The time has come. Disney just released the final earnings report of 2023. So far this year, we’ve heard some major announcements, seen some price increases, and even watched as several Disney executives came and left the company.
The Q4 earnings report shed light on the future of streaming, parks, experiences, and products, and sports. Disney CEO Bob Iger is extremely optimistic about what’s to come, and the future for shareholders is, per Iger, looking bright. But, just how bright are things looking? Well, Disney claims that its cash flow is headed in a promising direction. Let’s take a look.
Before the Q4 earnings report, Iger sat down with CNBC’s Julia Boorstin to discuss the state of The Walt Disney Company. Boorstin touched on Disney’s plans to “double down” on the parks, referencing the company’s commitment to invest $60 billion over the next ten years.

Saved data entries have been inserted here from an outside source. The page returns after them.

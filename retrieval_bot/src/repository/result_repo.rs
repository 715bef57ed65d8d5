use color_eyre::Result;
use sqlx::PgPool;

use crate::types::TaskResult;

/// Append-only sink for probe outcomes.
#[derive(Clone)]
pub struct ResultRepository {
    pool: PgPool,
}

impl ResultRepository {
    pub fn new(pool: PgPool) -> Self {
        Self { pool }
    }

    pub async fn connect(url: &str) -> Result<Self> {
        Ok(Self::new(PgPool::connect(url).await?))
    }

    pub async fn insert_one(&self, result: &TaskResult) -> Result<()> {
        sqlx::query(
            r#"INSERT INTO task_result
                    (requester, module, metadata, provider_id, peer_id, multiaddrs,
                     city, region, country, continent, content_cid, timeout_ns, task_created_at,
                     retriever_ip, retriever_city, retriever_region, retriever_country,
                     retriever_continent, retriever_asn, retriever_isp, retriever_lat, retriever_long,
                     success, error_code, error_message, ttfb_ns, speed, duration_ns, downloaded,
                     created_at)
               VALUES ($1, $2, $3, $4, $5, $6, $7, $8, $9, $10, $11, $12, $13,
                       $14, $15, $16, $17, $18, $19, $20, $21, $22,
                       $23, $24, $25, $26, $27, $28, $29, $30)
            "#,
        )
        .bind(&result.task.requester)
        .bind(result.task.module.as_str())
        .bind(serde_json::to_value(&result.task.metadata)?)
        .bind(&result.task.provider.id)
        .bind(&result.task.provider.peer_id)
        .bind(serde_json::to_value(&result.task.provider.multiaddrs)?)
        .bind(&result.task.provider.city)
        .bind(&result.task.provider.region)
        .bind(&result.task.provider.country)
        .bind(&result.task.provider.continent)
        .bind(&result.task.content.cid)
        .bind(result.task.timeout.as_nanos() as i64)
        .bind(result.task.created_at)
        .bind(&result.retriever.ip)
        .bind(&result.retriever.city)
        .bind(&result.retriever.region)
        .bind(&result.retriever.country)
        .bind(&result.retriever.continent)
        .bind(&result.retriever.asn)
        .bind(&result.retriever.isp)
        .bind(result.retriever.lat)
        .bind(result.retriever.long)
        .bind(result.result.success)
        .bind(result.result.error_code.map(|code| code.as_str()))
        .bind(&result.result.error_message)
        .bind(result.result.ttfb.as_nanos() as i64)
        .bind(result.result.speed)
        .bind(result.result.duration.as_nanos() as i64)
        .bind(result.result.downloaded as i64)
        .bind(result.created_at)
        .execute(&self.pool)
        .await?;

        Ok(())
    }

    pub async fn insert_many(&self, results: &[TaskResult]) -> Result<usize> {
        let mut tx = self.pool.begin().await?;
        for result in results {
            sqlx::query(
                r#"INSERT INTO task_result
                        (requester, module, metadata, provider_id, peer_id, multiaddrs,
                         city, region, country, continent, content_cid, timeout_ns, task_created_at,
                         retriever_ip, retriever_city, retriever_region, retriever_country,
                         retriever_continent, retriever_asn, retriever_isp, retriever_lat,
                         retriever_long, success, error_code, error_message, ttfb_ns, speed,
                         duration_ns, downloaded, created_at)
                   VALUES ($1, $2, $3, $4, $5, $6, $7, $8, $9, $10, $11, $12, $13,
                           $14, $15, $16, $17, $18, $19, $20, $21, $22,
                           $23, $24, $25, $26, $27, $28, $29, $30)
                "#,
            )
            .bind(&result.task.requester)
            .bind(result.task.module.as_str())
            .bind(serde_json::to_value(&result.task.metadata)?)
            .bind(&result.task.provider.id)
            .bind(&result.task.provider.peer_id)
            .bind(serde_json::to_value(&result.task.provider.multiaddrs)?)
            .bind(&result.task.provider.city)
            .bind(&result.task.provider.region)
            .bind(&result.task.provider.country)
            .bind(&result.task.provider.continent)
            .bind(&result.task.content.cid)
            .bind(result.task.timeout.as_nanos() as i64)
            .bind(result.task.created_at)
            .bind(&result.retriever.ip)
            .bind(&result.retriever.city)
            .bind(&result.retriever.region)
            .bind(&result.retriever.country)
            .bind(&result.retriever.continent)
            .bind(&result.retriever.asn)
            .bind(&result.retriever.isp)
            .bind(result.retriever.lat)
            .bind(result.retriever.long)
            .bind(result.result.success)
            .bind(result.result.error_code.map(|code| code.as_str()))
            .bind(&result.result.error_message)
            .bind(result.result.ttfb.as_nanos() as i64)
            .bind(result.result.speed)
            .bind(result.result.duration.as_nanos() as i64)
            .bind(result.result.downloaded as i64)
            .bind(result.created_at)
            .execute(&mut *tx)
            .await?;
        }
        tx.commit().await?;

        Ok(results.len())
    }
}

From there, Boorstin asked, “Are you concerned about consumer spending waning, especially if there is not, say, a soft landing with this economy?”
In response, Iger replied, “The investments that we’ve made in that business, just by the way and domestically but also globally, have really paid off, and they’ve each paid for themselves in many ways.” He went on to say, “…we felt in looking at the results of the parks that since the returns have been so strong, why not invest more?”
Iger explained, “So when we looked ahead and how we’ll allocate capital, and you mentioned the guidance that we gave about growing free cash flow in fiscal ’24, we decided that a great place to place our bets or our capital is in the business that’s delivered the best results.” In other words, Disney is betting big on its parks and resorts.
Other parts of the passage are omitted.